Abstract

Molybdenum (Mo) isotope fractionation has recently been introduced as a new proxy in oceanography and biogeochemistry. It is therefore fundamental to understand the processes controlling Mo partitioning into modern marine environments. This study identifies the availability of dissolved sulfide as the dominant control on overall Mo removal from the water column in euxinic systems. Mo isotopic composition of surface sediments from different localities of the Black Sea demonstrates complete fixation of Mo only below 400 m water depth, above a critical concentration of 11 μmol l−1 aqueous hydrogen sulfide in the bottom water.
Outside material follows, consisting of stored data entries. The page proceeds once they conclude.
use super::engine::{PlaybackEngine, PlaybackState};
use super::equalizer::{self, EqSettings, EqualizedAudio};
use super::playlist::Playlist;
use anyhow::Result;
use std::path::{Path, PathBuf};
use tempfile::NamedTempFile;
use tracing::{debug, info};

/// Playlist, equalizer and mixer orchestration for the deck UI.
///
/// Generic over the engine so the whole control surface can be exercised
/// against a recording fake. The engine's state enum is the single source of
/// truth for "playing vs paused vs never started".
pub struct PlayerController<E: PlaybackEngine> {
    engine: E,
    playlist: Playlist,
    current: Option<PathBuf>,
    volume: f32,
    equalized: Option<EqualizedAudio>,
    // Keeps the exported WAV alive while the engine reads from it; replaced
    // (and the old file deleted) on the next equalized play.
    eq_export: Option<NamedTempFile>,
}

impl<E: PlaybackEngine> PlayerController<E> {
    pub fn new(engine: E, volume: f32) -> Self {
        Self {
            engine,
            playlist: Playlist::new(),
            current: None,
            volume,
            equalized: None,
            eq_export: None,
        }
    }

    pub fn playlist(&self) -> &Playlist {
        &self.playlist
    }

    pub fn current(&self) -> Option<&Path> {
        self.current.as_deref()
    }

    pub fn volume(&self) -> f32 {
        self.volume
    }

    pub fn state(&self) -> PlaybackState {
        self.engine.state()
    }

    pub fn has_equalizer(&self) -> bool {
        self.equalized.is_some()
    }

    /// Append a track to the playlist without selecting it as current.
    pub fn add_track(&mut self, path: PathBuf) {
        self.playlist.add(path);
    }

    pub fn select(&mut self, index: usize) {
        self.playlist.select(index);
    }

    /// Start playback of the track under the playlist cursor. When a rendered
    /// equalizer buffer exists it is exported to a fresh scoped WAV and that
    /// file is played instead of the original.
    pub fn play_current(&mut self) -> Result<PathBuf> {
        let path = self
            .playlist
            .current()
            .ok_or(super::playlist::PlaylistError::Empty)?
            .to_path_buf();
        self.current = Some(path.clone());

        if let Some(audio) = &self.equalized {
            let export = equalizer::export(audio)?;
            self.engine.play(export.path())?;
            self.eq_export = Some(export);
        } else {
            self.engine.play(&path)?;
        }
        self.engine.set_volume(self.volume)?;

        info!("Now playing: {}", path.display());
        Ok(path)
    }

    /// Space-bar semantics. Returns the started path when a cold start
    /// happened so the caller can refresh metadata and notify.
    pub fn play_pause(&mut self) -> Result<Option<PathBuf>> {
        match self.engine.state() {
            PlaybackState::Playing => {
                self.engine.pause()?;
                Ok(None)
            }
            PlaybackState::Paused => {
                self.engine.resume()?;
                Ok(None)
            }
            PlaybackState::Idle | PlaybackState::Stopped => self.play_current().map(Some),
        }
    }

    /// Stop playback. Playlist, cursor and current track are untouched.
    pub fn stop(&mut self) -> Result<()> {
        self.engine.stop()
    }

    pub fn next(&mut self) -> Result<PathBuf> {
        self.playlist.advance(&mut rand::thread_rng())?;
        self.play_current()
    }

    pub fn previous(&mut self) -> Result<PathBuf> {
        self.playlist.previous()?;
        self.play_current()
    }

    /// Store the volume and forward it to the engine exactly as given.
    pub fn set_volume(&mut self, volume: f32) -> Result<()> {
        self.volume = volume;
        self.engine.set_volume(volume)
    }

    /// Render the current song through the three bands and keep the result
    /// for the next play. Returns false when nothing has been played yet.
    pub fn apply_equalizer(&mut self, settings: &EqSettings) -> Result<bool> {
        let Some(path) = self.current.clone() else {
            debug!("Equalizer apply ignored, no current song");
            return Ok(false);
        };
        self.equalized = Some(equalizer::render(&path, settings)?);
        Ok(true)
    }

    pub fn toggle_shuffle(&mut self) -> bool {
        self.playlist.toggle_shuffle()
    }

    pub fn toggle_repeat(&mut self) -> bool {
        self.playlist.toggle_repeat()
    }

    /// Poll for track completion; advances to the next track when the sink
    /// has drained while we still believe we are playing.
    pub fn poll_finished(&mut self) -> Result<Option<PathBuf>> {
        if self.engine.state() == PlaybackState::Playing
            && self.engine.is_finished()
            && !self.playlist.is_empty()
        {
            return self.next().map(Some);
        }
        Ok(None)
    }
}

#[cfg(test)]
mod tests {
    use super::*;
    use crate::audio::engine::fake::{EngineCall, FakeEngine};
    use crate::audio::playlist::PlaylistError;

    fn controller_with(paths: &[&str]) -> PlayerController<FakeEngine> {
        let mut controller = PlayerController::new(FakeEngine::new(), 0.7);
        for p in paths {
            controller.add_track(PathBuf::from(p));
        }
        controller
    }

    #[test]
    fn test_add_keeps_order_and_does_not_select() {
        let controller = controller_with(&["a.mp3", "b.mp3"]);
        assert_eq!(
            controller.playlist().entries(),
            &[PathBuf::from("a.mp3"), PathBuf::from("b.mp3")]
        );
        assert!(controller.current().is_none());
        assert!(controller.engine.calls.is_empty());
    }

    #[test]
    fn test_play_next_next_wraps() {
        let mut controller = controller_with(&["a.mp3", "b.mp3"]);

        assert_eq!(controller.play_current().unwrap(), PathBuf::from("a.mp3"));
        assert_eq!(controller.next().unwrap(), PathBuf::from("b.mp3"));
        assert_eq!(controller.next().unwrap(), PathBuf::from("a.mp3"));
        assert_eq!(
            controller.engine.played_paths(),
            vec![
                PathBuf::from("a.mp3"),
                PathBuf::from("b.mp3"),
                PathBuf::from("a.mp3"),
            ]
        );
    }

    #[test]
    fn test_navigation_on_empty_playlist_fails() {
        let mut controller = controller_with(&[]);
        let err = controller.next().unwrap_err();
        assert_eq!(err.downcast::<PlaylistError>().unwrap(), PlaylistError::Empty);
        assert!(controller.previous().is_err());
        assert!(controller.play_current().is_err());
        assert!(controller.engine.calls.is_empty());
    }

    #[test]
    fn test_play_pause_dispatches_on_engine_state() {
        let mut controller = controller_with(&["a.mp3"]);

        // Cold start
        let started = controller.play_pause().unwrap();
        assert_eq!(started, Some(PathBuf::from("a.mp3")));

        // Playing -> pause
        assert_eq!(controller.play_pause().unwrap(), None);
        assert_eq!(controller.state(), PlaybackState::Paused);

        // Paused -> resume
        assert_eq!(controller.play_pause().unwrap(), None);
        assert_eq!(controller.state(), PlaybackState::Playing);

        // Stopped -> cold start again, not a resume of nothing
        controller.stop().unwrap();
        assert_eq!(controller.play_pause().unwrap(), Some(PathBuf::from("a.mp3")));
    }

    #[test]
    fn test_volume_forwarded_unclamped() {
        let mut controller = controller_with(&["a.mp3"]);
        controller.set_volume(0.3).unwrap();
        assert_eq!(controller.volume(), 0.3);
        assert!(controller
            .engine
            .calls
            .contains(&EngineCall::SetVolume(0.3)));

        // The controller imposes no range of its own
        controller.set_volume(1.7).unwrap();
        assert!(controller
            .engine
            .calls
            .contains(&EngineCall::SetVolume(1.7)));
    }

    #[test]
    fn test_apply_equalizer_without_current_song_is_a_no_op() {
        let mut controller = controller_with(&["a.mp3"]);
        let applied = controller
            .apply_equalizer(&EqSettings::default())
            .unwrap();
        assert!(!applied);
        assert!(!controller.has_equalizer());
    }

    #[test]
    fn test_equalizer_only_affects_the_next_play() {
        let mut controller = controller_with(&["a.mp3"]);
        controller.play_current().unwrap();

        let calls_before = controller.engine.calls.len();
        controller.equalized = Some(EqualizedAudio {
            channels: 1,
            sample_rate: 8000,
            samples: vec![0.0; 16],
        });
        // Storing the rendered buffer issues no engine call
        assert_eq!(controller.engine.calls.len(), calls_before);

        // The next play reports the playlist entry but hands the engine the
        // exported WAV instead
        let reported = controller.play_current().unwrap();
        assert_eq!(reported, PathBuf::from("a.mp3"));
        let played = controller.engine.played_paths();
        let last = played.last().unwrap();
        assert_ne!(last, &PathBuf::from("a.mp3"));
        assert!(last.extension().map_or(false, |e| e == "wav"));
        assert!(last.exists());
    }

    #[test]
    fn test_stop_keeps_current_track() {
        let mut controller = controller_with(&["a.mp3"]);
        controller.play_current().unwrap();
        controller.stop().unwrap();
        assert_eq!(controller.current(), Some(Path::new("a.mp3")));
        assert_eq!(controller.state(), PlaybackState::Stopped);
    }

    #[test]
    fn test_poll_finished_auto_advances() {
        let mut controller = controller_with(&["a.mp3", "b.mp3"]);
        controller.play_current().unwrap();

        // Still playing: no advance
        assert_eq!(controller.poll_finished().unwrap(), None);

        controller.engine.finished = true;
        assert_eq!(
            controller.poll_finished().unwrap(),
            Some(PathBuf::from("b.mp3"))
        );
    }

    #[test]
    fn test_poll_finished_ignores_paused_and_stopped() {
        let mut controller = controller_with(&["a.mp3"]);
        controller.play_current().unwrap();
        controller.engine.finished = true;

        controller.engine.state = PlaybackState::Paused;
        assert_eq!(controller.poll_finished().unwrap(), None);
        controller.engine.state = PlaybackState::Stopped;
        assert_eq!(controller.poll_finished().unwrap(), None);
    }

    #[test]
    fn test_repeat_replays_current_track() {
        let mut controller = controller_with(&["a.mp3", "b.mp3"]);
        controller.play_current().unwrap();
        controller.toggle_repeat();
        assert_eq!(controller.next().unwrap(), PathBuf::from("a.mp3"));
        assert_eq!(controller.previous().unwrap(), PathBuf::from("a.mp3"));
    }

    #[test]
    fn test_shuffle_next_stays_in_playlist() {
        let mut controller = controller_with(&["a.mp3", "b.mp3", "c.mp3"]);
        controller.play_current().unwrap();
        controller.toggle_shuffle();
        for _ in 0..20 {
            let played = controller.next().unwrap();
            assert!(controller
                .playlist()
                .entries()
                .contains(&played));
        }
    }
}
The Mo isotopic composition of these sediments reflects the homogeneous seawater isotopic composition of 2.3‰. In contrast, significant Mo isotope fractionation into less euxinic sediments is evident at shallower depths in the Black Sea, as well as in temporarily euxinic deeps of the Baltic Sea, consistent with the observed lower maximum sulfide concentrations in the respective water columns. Therefore, Mo isotope signatures in the modern Black Sea constrain the processes responsible for global Mo removal from the ocean by euxinic sediments. Furthermore, models of past ocean anoxia reconstruction have to consider that the seawater Mo isotopic composition is not per se archived in euxinic sediments.